Task to complete => Find all lines in the records that include the word "struct", and copy them out.

Excerpted records =>
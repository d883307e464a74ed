use std::collections::BTreeMap;
use std::path::{Path, PathBuf};

use serde::{Deserialize, Serialize};
use tracing::{debug, info};

use super::DatasetError;
use crate::atomic_file::atomic_write;
use crate::landmarks::FeatureVector;

const FILE_PREFIX: &str = "dataset_";
const FILE_EXTENSION: &str = "json";

/// A `(label, features)` pair recorded during a session.
#[derive(Debug, Clone, PartialEq)]
pub struct LabeledSample {
    pub label: String,
    pub features: FeatureVector,
}

impl LabeledSample {
    pub fn new(label: impl Into<String>, features: FeatureVector) -> Self {
        Self {
            label: label.into(),
            features,
        }
    }
}

/// Feature vectors recorded under one letter.
#[derive(Debug, Clone, PartialEq)]
pub struct LetterCollection {
    pub label: String,
    pub samples: Vec<FeatureVector>,
}

impl LetterCollection {
    pub fn new(label: impl Into<String>, samples: Vec<FeatureVector>) -> Self {
        Self {
            label: label.into(),
            samples,
        }
    }

    pub fn len(&self) -> usize {
        self.samples.len()
    }

    pub fn is_empty(&self) -> bool {
        self.samples.is_empty()
    }

    /// Group chronologically recorded samples by label.
    pub fn from_samples(samples: Vec<LabeledSample>) -> Vec<Self> {
        let mut grouped: BTreeMap<String, Vec<FeatureVector>> = BTreeMap::new();
        for sample in samples {
            grouped.entry(sample.label).or_default().push(sample.features);
        }
        grouped
            .into_iter()
            .map(|(label, samples)| Self { label, samples })
            .collect()
    }

    pub fn labeled_samples(&self) -> impl Iterator<Item = LabeledSample> + '_ {
        self.samples
            .iter()
            .map(|features| LabeledSample::new(self.label.clone(), features.clone()))
    }
}

/// One entry of a `dataset_<LABEL>.json` file.
#[derive(Debug, Serialize, Deserialize)]
struct FrameRecord<'a> {
    #[serde(borrow)]
    letter: std::borrow::Cow<'a, str>,
    landmarks: std::borrow::Cow<'a, [f32]>,
}

/// Reject labels that would not stay a single file name component.
pub fn check_label(label: &str) -> Result<(), DatasetError> {
    if label.is_empty() || label.contains(['/', '\\', '\0']) {
        return Err(DatasetError::InvalidLabel(label.to_string()));
    }
    Ok(())
}

/// File name used to persist a collection: `dataset_<LABEL>.json`.
pub fn collection_file_name(label: &str) -> String {
    format!("{FILE_PREFIX}{label}.{FILE_EXTENSION}")
}

/// Whether `path` looks like a persisted collection file.
pub fn is_collection_file(path: &Path) -> bool {
    let Some(name) = path.file_name().and_then(|name| name.to_str()) else {
        return false;
    };
    name.starts_with(FILE_PREFIX)
        && path.extension().and_then(|ext| ext.to_str()) == Some(FILE_EXTENSION)
}

/// Serialize a collection as a JSON array of `{letter, landmarks}` objects.
pub fn encode_collection(collection: &LetterCollection) -> Result<Vec<u8>, serde_json::Error> {
    let records: Vec<FrameRecord<'_>> = collection
        .samples
        .iter()
        .map(|features| FrameRecord {
            letter: collection.label.as_str().into(),
            landmarks: features.as_slice().into(),
        })
        .collect();
    serde_json::to_vec(&records)
}

/// Parse a `{letter, landmarks}` array, grouping entries by letter.
pub fn decode_collections(bytes: &[u8]) -> Result<Vec<LetterCollection>, serde_json::Error> {
    let records: Vec<FrameRecord<'_>> = serde_json::from_slice(bytes)?;
    let samples = records
        .into_iter()
        .map(|record| {
            LabeledSample::new(
                record.letter.into_owned(),
                FeatureVector::new(record.landmarks.into_owned()),
            )
        })
        .collect();
    Ok(LetterCollection::from_samples(samples))
}

/// Write `collection` to `dir/dataset_<LABEL>.json`, replacing any earlier take.
pub fn save_collection(dir: &Path, collection: &LetterCollection) -> Result<PathBuf, DatasetError> {
    check_label(&collection.label)?;
    let path = dir.join(collection_file_name(&collection.label));
    let bytes = encode_collection(collection).map_err(|source| DatasetError::Json {
        path: path.clone(),
        source,
    })?;
    atomic_write(&path, &bytes).map_err(|source| DatasetError::Io {
        path: path.clone(),
        source,
    })?;
    info!(
        label = %collection.label,
        samples = collection.len(),
        path = %path.display(),
        "Saved landmark collection"
    );
    Ok(path)
}

/// Load every collection stored in one file.
pub fn load_collection(path: &Path) -> Result<Vec<LetterCollection>, DatasetError> {
    let bytes = std::fs::read(path).map_err(|source| DatasetError::Io {
        path: path.to_path_buf(),
        source,
    })?;
    let collections = decode_collections(&bytes).map_err(|source| DatasetError::Json {
        path: path.to_path_buf(),
        source,
    })?;
    debug!(path = %path.display(), groups = collections.len(), "Loaded landmark collection");
    Ok(collections)
}

/// Load all files; any failure aborts the whole load.
pub fn load_collections<P: AsRef<Path>>(
    paths: &[P],
) -> Result<Vec<LetterCollection>, DatasetError> {
    let mut out = Vec::new();
    for path in paths {
        out.extend(load_collection(path.as_ref())?);
    }
    Ok(out)
}

/// Every `dataset_*.json` file in `dir`, sorted by name.
pub fn list_collection_files(dir: &Path) -> Result<Vec<PathBuf>, DatasetError> {
    let entries = std::fs::read_dir(dir).map_err(|source| DatasetError::Io {
        path: dir.to_path_buf(),
        source,
    })?;
    let mut files: Vec<PathBuf> = entries
        .filter_map(|entry| entry.ok())
        .map(|entry| entry.path())
        .filter(|path| path.is_file() && is_collection_file(path))
        .collect();
    files.sort();
    Ok(files)
}

#[cfg(test)]
mod tests {
    use super::*;
    use tempfile::tempdir;

    #[test]
    fn file_name_follows_letter() {
        assert_eq!(collection_file_name("A"), "dataset_A.json");
        assert!(is_collection_file(Path::new("/tmp/dataset_B.json")));
        assert!(!is_collection_file(Path::new("/tmp/bisindo-labels.json")));
    }

    #[test]
    fn labels_that_leave_the_directory_are_refused() {
        let dir = tempdir().unwrap();
        let datasets = dir.path().join("datasets");
        for label in ["../x", "a/b", "a\\b", ""] {
            let collection = LetterCollection::new(label, vec![FeatureVector::new(vec![0.1])]);
            let err = save_collection(&datasets, &collection).unwrap_err();
            assert!(matches!(err, DatasetError::InvalidLabel(_)), "{label}");
        }
        assert!(!dir.path().join("x.json").exists());
        assert!(!datasets.exists());
    }

    #[test]
    fn writes_letter_landmarks_records() {
        let collection = LetterCollection::new(
            "A",
            vec![FeatureVector::new(vec![0.5, 0.25, 0.0])],
        );
        let json = String::from_utf8(encode_collection(&collection).unwrap()).unwrap();
        assert_eq!(json, r#"[{"letter":"A","landmarks":[0.5,0.25,0.0]}]"#);
    }

    #[test]
    fn mixed_letter_file_is_split_per_label() {
        let raw = br#"[
            {"letter":"B","landmarks":[1.0,2.0,3.0]},
            {"letter":"A","landmarks":[4.0,5.0,6.0]},
            {"letter":"B","landmarks":[7.0,8.0,9.0]}
        ]"#;
        let collections = decode_collections(raw).unwrap();
        assert_eq!(collections.len(), 2);
        assert_eq!(collections[0].label, "A");
        assert_eq!(collections[1].label, "B");
        assert_eq!(collections[1].samples[1].as_slice(), &[7.0, 8.0, 9.0]);
    }

    #[test]
    fn one_bad_file_fails_the_whole_load() {
        let dir = tempdir().unwrap();
        let good = save_collection(
            dir.path(),
            &LetterCollection::new("A", vec![FeatureVector::new(vec![0.0; 3])]),
        )
        .unwrap();
        let bad = dir.path().join("dataset_B.json");
        std::fs::write(&bad, b"{not json").unwrap();

        assert_eq!(load_collections(&[&good]).unwrap().len(), 1);
        let err = load_collections(&[&good, &bad]).unwrap_err();
        assert!(matches!(err, DatasetError::Json { .. }));
        assert_eq!(list_collection_files(dir.path()).unwrap(), vec![good, bad]);
    }
}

Written reply =>
pub struct LabeledSample {
pub struct LetterCollection {
struct FrameRecord<'a> {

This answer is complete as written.